TASK GOAL —
Locate the lines of the listing below that hold "DelayedTrigger", then copy each of them.

-------------------------

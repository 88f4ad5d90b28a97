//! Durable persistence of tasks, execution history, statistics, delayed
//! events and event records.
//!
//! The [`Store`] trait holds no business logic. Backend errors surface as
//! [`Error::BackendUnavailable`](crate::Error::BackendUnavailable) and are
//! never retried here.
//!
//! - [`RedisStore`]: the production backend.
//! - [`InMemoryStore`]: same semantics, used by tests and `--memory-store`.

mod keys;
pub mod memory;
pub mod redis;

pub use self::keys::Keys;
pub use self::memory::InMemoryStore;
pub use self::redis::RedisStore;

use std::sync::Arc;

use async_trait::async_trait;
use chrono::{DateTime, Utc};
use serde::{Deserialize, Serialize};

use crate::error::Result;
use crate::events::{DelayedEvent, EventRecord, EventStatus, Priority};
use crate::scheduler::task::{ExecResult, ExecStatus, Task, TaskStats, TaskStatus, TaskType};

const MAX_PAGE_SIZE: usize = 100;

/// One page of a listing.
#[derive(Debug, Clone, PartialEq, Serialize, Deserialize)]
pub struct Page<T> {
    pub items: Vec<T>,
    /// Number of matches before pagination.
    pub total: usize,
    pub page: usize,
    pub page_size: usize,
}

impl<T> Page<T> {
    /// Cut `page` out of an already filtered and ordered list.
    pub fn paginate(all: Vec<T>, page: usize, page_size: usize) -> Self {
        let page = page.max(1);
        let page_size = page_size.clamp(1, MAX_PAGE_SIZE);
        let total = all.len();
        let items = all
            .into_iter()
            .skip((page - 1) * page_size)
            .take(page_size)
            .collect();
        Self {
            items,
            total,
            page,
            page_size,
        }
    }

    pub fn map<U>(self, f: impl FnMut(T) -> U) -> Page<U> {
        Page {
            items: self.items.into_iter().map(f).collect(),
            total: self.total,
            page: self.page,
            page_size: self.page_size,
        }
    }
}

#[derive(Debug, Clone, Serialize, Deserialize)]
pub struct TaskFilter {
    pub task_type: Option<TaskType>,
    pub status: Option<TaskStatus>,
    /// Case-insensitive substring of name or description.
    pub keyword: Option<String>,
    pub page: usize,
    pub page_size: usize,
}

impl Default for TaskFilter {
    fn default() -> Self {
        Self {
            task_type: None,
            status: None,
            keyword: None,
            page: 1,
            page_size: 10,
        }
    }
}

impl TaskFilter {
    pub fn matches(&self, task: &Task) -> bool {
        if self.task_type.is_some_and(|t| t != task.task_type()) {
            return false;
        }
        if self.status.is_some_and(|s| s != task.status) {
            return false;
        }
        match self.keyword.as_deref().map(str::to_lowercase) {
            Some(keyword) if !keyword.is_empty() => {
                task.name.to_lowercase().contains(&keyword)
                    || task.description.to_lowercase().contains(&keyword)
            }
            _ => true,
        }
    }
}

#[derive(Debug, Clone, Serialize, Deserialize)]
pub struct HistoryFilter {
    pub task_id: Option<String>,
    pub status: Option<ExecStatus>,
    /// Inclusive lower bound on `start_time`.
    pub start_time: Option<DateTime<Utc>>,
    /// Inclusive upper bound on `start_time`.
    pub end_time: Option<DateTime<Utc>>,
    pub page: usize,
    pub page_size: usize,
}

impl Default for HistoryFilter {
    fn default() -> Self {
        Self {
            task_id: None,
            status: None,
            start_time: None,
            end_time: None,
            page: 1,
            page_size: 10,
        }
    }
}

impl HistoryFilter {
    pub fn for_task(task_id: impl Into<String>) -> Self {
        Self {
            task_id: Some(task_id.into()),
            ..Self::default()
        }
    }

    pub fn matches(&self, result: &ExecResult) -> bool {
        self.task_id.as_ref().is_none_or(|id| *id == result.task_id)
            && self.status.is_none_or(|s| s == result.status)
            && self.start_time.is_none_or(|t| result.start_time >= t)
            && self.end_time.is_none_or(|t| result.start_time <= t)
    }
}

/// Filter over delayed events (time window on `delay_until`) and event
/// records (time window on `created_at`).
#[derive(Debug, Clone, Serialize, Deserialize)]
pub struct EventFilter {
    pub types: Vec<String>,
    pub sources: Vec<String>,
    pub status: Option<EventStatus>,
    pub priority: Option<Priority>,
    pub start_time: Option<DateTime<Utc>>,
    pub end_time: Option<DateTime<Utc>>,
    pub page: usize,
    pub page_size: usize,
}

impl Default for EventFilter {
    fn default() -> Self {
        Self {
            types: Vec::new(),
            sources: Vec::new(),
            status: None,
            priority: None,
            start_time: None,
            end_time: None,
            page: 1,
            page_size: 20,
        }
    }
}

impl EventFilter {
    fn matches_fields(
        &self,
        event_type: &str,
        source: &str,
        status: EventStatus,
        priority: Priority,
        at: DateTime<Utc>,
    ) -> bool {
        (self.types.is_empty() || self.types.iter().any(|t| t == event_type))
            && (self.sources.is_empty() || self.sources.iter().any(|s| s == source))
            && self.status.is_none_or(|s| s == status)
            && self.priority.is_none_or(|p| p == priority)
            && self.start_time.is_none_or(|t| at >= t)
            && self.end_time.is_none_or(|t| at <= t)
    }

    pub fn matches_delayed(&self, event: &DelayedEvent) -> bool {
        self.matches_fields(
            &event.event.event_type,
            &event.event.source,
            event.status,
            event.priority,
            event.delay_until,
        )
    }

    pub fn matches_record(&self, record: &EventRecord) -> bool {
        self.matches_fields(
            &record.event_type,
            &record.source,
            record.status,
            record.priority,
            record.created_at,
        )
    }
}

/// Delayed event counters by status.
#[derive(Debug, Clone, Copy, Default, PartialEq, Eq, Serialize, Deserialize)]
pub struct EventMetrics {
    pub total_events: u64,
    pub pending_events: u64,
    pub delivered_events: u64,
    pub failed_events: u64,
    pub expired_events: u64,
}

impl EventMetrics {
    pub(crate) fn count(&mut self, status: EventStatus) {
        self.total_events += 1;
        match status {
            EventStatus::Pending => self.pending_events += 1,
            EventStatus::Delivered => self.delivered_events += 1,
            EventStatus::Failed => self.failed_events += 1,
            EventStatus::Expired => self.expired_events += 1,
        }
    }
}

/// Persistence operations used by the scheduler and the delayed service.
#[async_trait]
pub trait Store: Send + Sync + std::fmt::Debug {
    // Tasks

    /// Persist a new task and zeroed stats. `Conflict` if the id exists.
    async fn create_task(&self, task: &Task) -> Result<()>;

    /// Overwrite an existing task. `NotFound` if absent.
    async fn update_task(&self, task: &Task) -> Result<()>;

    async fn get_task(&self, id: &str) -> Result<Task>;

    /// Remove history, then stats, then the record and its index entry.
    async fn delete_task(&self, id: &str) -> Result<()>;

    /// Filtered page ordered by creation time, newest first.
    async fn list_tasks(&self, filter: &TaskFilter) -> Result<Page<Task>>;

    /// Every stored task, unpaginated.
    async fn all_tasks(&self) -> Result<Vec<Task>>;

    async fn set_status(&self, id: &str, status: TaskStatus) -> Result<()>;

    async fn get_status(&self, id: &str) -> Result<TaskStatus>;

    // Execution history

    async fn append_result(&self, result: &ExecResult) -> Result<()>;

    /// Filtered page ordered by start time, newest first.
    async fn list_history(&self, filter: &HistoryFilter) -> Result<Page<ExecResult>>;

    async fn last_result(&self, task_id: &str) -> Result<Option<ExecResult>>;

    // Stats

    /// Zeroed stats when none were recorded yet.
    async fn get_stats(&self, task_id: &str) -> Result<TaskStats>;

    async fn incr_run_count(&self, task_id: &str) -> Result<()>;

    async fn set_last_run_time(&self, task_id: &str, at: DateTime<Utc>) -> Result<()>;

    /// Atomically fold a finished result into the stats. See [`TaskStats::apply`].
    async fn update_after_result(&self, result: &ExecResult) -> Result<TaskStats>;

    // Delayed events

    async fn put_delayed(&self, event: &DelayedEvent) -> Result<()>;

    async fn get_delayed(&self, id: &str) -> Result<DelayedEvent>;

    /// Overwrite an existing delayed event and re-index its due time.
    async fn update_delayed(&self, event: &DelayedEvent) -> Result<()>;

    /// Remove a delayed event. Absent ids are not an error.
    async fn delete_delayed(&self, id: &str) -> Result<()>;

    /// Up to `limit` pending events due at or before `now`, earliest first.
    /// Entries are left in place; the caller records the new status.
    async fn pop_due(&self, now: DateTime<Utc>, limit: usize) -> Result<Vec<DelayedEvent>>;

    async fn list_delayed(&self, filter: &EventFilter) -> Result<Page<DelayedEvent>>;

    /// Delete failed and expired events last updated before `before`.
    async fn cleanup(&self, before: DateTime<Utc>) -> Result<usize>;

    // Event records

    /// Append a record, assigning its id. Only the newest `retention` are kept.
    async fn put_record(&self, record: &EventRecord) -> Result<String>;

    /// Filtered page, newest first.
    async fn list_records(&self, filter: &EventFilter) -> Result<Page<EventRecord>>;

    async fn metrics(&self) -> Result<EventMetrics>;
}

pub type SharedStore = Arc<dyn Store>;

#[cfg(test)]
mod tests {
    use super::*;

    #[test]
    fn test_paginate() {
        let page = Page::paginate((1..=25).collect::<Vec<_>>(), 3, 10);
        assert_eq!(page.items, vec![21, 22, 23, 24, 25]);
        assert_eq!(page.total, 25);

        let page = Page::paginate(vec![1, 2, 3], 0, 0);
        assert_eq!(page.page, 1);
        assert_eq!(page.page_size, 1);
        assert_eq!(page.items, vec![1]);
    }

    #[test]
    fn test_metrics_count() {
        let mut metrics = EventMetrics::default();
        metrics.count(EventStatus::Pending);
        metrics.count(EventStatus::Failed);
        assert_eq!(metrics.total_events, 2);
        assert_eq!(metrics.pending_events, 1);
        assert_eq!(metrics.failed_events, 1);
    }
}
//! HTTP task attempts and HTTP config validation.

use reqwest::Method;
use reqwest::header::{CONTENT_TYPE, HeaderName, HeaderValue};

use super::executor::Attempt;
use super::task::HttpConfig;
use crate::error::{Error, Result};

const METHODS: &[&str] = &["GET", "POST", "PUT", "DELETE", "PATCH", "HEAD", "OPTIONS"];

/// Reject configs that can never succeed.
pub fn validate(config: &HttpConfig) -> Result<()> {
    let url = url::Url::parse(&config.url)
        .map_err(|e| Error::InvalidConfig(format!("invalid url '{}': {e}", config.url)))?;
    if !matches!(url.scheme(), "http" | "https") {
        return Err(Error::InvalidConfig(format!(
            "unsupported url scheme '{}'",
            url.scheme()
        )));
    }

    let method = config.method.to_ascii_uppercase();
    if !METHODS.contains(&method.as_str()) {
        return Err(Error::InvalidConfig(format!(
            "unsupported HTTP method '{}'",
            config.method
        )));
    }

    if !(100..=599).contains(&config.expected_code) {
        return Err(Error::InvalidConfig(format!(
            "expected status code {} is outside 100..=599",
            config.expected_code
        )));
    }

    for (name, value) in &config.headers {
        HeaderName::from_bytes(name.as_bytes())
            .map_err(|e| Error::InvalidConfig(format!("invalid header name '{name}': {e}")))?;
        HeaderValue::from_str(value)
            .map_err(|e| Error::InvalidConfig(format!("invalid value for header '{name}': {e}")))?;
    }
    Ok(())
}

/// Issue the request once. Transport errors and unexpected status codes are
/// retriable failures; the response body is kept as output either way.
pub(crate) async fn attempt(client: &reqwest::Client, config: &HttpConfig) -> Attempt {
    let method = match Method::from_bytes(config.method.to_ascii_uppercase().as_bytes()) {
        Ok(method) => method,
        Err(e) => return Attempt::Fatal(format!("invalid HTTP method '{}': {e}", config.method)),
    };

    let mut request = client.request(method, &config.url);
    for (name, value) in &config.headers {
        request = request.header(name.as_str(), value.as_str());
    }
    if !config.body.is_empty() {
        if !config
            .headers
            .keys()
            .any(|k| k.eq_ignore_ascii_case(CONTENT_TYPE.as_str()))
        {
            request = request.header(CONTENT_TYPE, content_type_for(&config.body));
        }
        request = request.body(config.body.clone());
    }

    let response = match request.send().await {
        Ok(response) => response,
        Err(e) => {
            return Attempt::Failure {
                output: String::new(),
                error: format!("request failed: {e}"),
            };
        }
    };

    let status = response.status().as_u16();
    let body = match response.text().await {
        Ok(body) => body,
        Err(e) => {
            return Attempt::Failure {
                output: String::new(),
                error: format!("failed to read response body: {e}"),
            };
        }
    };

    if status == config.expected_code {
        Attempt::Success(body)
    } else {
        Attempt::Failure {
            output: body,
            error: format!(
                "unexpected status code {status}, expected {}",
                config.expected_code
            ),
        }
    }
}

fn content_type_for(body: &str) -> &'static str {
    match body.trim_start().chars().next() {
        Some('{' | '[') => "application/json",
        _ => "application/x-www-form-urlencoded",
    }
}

-------------------------

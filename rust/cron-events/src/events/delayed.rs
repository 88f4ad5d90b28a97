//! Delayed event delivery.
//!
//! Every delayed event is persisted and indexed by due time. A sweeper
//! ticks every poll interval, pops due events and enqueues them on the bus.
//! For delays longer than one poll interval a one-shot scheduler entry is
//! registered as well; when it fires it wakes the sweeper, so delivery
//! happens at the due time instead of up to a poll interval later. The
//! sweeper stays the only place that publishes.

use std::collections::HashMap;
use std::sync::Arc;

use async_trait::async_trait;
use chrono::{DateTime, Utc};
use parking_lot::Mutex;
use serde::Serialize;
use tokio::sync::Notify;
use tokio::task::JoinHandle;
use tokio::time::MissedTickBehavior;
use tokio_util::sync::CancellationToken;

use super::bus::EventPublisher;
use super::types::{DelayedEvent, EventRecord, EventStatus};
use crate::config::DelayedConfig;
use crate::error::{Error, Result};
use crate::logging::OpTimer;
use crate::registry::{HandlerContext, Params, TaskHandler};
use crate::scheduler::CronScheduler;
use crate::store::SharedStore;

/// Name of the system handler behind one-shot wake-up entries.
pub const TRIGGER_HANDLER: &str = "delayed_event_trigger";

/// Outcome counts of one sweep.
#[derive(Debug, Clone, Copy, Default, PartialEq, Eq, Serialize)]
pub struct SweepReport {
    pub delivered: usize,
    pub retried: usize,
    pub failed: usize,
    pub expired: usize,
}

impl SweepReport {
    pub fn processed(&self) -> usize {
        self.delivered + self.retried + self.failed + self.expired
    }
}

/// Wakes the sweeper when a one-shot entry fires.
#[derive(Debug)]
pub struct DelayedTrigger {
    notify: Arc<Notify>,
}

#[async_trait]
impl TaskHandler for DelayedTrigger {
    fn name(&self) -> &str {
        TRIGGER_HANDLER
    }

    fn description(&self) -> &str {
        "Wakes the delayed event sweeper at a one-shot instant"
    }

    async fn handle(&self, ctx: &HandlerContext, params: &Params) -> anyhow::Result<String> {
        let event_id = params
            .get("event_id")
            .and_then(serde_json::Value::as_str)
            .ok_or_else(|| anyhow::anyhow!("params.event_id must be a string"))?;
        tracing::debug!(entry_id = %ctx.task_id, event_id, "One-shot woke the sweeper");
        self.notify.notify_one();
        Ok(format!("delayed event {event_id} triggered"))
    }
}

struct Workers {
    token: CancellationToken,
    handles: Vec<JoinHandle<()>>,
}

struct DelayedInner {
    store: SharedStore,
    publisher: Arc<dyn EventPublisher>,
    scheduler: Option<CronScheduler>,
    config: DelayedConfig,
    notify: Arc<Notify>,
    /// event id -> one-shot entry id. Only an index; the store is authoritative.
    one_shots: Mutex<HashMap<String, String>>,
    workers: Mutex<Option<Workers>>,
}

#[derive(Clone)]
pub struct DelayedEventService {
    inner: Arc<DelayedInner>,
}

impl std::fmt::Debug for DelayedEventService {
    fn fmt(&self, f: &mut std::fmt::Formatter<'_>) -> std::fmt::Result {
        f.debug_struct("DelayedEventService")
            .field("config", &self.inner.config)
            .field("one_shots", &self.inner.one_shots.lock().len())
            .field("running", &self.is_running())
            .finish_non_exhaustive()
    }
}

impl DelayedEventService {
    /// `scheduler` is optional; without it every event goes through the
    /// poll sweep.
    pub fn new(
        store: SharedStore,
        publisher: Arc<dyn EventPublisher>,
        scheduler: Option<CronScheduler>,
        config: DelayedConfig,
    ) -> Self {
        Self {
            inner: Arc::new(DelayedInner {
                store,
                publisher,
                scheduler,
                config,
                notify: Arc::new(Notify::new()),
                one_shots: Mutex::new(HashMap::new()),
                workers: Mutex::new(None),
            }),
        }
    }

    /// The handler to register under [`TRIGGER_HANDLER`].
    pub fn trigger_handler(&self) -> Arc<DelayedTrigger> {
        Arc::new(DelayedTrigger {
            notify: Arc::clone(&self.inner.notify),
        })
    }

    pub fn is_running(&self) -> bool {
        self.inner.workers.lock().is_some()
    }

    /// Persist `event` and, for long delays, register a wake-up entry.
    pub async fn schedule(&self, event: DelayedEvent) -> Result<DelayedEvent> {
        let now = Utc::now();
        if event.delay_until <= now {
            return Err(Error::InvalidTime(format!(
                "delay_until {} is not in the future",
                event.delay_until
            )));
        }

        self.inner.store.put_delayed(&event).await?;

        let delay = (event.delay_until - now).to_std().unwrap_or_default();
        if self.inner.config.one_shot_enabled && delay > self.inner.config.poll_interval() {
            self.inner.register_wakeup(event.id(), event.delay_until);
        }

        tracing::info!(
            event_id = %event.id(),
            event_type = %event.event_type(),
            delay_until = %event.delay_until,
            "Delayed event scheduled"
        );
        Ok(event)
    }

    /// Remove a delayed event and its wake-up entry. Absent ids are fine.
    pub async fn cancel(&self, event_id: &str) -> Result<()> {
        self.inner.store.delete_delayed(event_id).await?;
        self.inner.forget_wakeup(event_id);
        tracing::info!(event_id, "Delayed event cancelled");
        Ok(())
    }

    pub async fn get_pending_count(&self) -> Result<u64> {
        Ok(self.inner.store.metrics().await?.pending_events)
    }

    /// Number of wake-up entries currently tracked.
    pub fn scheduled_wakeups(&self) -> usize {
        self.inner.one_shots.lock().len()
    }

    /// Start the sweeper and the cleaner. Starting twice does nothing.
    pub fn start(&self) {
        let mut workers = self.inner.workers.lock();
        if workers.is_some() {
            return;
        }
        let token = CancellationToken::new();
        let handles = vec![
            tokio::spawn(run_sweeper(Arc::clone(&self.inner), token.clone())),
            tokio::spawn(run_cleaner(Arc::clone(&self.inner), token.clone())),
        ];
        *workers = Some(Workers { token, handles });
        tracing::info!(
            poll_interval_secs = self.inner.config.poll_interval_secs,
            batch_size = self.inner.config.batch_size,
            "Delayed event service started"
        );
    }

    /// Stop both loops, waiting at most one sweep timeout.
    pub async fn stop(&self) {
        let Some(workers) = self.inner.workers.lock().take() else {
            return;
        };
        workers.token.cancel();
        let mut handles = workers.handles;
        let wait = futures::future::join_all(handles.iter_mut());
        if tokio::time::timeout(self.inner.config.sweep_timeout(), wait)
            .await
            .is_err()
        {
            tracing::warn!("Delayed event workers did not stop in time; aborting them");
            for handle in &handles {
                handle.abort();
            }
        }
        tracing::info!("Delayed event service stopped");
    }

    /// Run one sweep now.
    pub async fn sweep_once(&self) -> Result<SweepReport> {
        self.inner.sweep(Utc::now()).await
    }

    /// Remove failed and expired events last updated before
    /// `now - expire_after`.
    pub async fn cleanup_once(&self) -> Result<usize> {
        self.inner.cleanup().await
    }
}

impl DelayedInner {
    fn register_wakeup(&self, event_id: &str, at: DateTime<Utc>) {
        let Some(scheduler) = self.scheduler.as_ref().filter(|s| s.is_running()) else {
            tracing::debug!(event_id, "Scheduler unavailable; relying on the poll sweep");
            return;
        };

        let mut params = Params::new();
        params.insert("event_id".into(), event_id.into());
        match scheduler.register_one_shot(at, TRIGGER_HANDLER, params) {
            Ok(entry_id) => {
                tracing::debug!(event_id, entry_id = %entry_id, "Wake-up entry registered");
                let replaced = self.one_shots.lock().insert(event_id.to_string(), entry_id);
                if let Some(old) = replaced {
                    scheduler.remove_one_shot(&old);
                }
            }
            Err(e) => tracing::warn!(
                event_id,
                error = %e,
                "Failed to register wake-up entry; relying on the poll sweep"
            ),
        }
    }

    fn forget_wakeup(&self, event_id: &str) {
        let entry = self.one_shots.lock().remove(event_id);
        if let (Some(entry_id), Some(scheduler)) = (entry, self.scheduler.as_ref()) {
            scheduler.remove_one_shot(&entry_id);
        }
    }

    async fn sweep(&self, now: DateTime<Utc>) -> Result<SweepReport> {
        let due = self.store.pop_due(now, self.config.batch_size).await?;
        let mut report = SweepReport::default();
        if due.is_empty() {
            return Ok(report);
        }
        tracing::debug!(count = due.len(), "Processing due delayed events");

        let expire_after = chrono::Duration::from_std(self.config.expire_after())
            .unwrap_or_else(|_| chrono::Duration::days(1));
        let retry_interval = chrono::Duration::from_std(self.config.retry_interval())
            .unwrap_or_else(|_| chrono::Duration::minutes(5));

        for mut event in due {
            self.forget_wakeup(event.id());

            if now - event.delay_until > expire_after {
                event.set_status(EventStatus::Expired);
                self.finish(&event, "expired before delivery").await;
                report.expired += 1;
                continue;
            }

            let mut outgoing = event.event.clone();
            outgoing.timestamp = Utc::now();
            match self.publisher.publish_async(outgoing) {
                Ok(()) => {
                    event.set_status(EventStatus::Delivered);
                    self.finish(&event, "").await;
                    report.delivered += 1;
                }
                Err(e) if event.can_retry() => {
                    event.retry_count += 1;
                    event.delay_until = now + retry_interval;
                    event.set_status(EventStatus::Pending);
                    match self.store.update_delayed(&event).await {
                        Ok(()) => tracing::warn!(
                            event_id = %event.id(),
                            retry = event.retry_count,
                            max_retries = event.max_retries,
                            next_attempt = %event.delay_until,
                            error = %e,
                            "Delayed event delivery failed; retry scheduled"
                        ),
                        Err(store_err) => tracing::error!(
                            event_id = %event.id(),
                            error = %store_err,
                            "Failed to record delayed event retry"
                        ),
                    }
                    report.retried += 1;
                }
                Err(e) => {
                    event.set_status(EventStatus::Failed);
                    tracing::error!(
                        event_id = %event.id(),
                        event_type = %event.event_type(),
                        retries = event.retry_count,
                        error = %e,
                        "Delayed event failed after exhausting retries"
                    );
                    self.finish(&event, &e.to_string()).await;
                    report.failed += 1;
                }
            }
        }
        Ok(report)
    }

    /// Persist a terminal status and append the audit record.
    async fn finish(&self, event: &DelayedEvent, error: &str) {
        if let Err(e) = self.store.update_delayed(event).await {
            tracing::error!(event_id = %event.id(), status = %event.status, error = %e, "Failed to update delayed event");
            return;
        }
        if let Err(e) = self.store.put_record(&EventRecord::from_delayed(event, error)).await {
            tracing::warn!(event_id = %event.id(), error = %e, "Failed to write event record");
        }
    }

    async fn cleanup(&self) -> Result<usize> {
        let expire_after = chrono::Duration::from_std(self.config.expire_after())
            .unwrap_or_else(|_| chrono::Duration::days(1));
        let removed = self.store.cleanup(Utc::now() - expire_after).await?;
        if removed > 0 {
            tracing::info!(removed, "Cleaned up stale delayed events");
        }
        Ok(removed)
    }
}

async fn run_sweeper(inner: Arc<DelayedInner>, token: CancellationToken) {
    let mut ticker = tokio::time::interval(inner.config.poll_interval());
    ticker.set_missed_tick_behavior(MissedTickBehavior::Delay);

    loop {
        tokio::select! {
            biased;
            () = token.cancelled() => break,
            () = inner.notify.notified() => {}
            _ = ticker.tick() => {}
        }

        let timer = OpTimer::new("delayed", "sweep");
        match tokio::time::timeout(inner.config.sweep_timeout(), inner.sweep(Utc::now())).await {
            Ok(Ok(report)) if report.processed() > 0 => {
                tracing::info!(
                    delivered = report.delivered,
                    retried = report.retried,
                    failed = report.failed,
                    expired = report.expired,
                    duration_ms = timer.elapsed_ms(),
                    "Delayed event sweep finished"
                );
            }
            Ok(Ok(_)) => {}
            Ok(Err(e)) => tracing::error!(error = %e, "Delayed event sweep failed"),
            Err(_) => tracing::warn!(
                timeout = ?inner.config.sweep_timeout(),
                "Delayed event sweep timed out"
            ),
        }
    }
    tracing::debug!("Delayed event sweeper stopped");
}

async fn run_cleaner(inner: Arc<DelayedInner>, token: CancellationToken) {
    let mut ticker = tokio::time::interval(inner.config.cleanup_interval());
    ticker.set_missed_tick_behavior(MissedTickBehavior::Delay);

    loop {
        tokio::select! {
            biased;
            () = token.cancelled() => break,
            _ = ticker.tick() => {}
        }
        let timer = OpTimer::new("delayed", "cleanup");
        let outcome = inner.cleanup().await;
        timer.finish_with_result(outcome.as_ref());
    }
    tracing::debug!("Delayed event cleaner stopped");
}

-------------------------

PROBLEM SOLUTION —
pub struct DelayedTrigger {
impl TaskHandler for DelayedTrigger {
    pub fn trigger_handler(&self) -> Arc<DelayedTrigger> {
        Arc::new(DelayedTrigger {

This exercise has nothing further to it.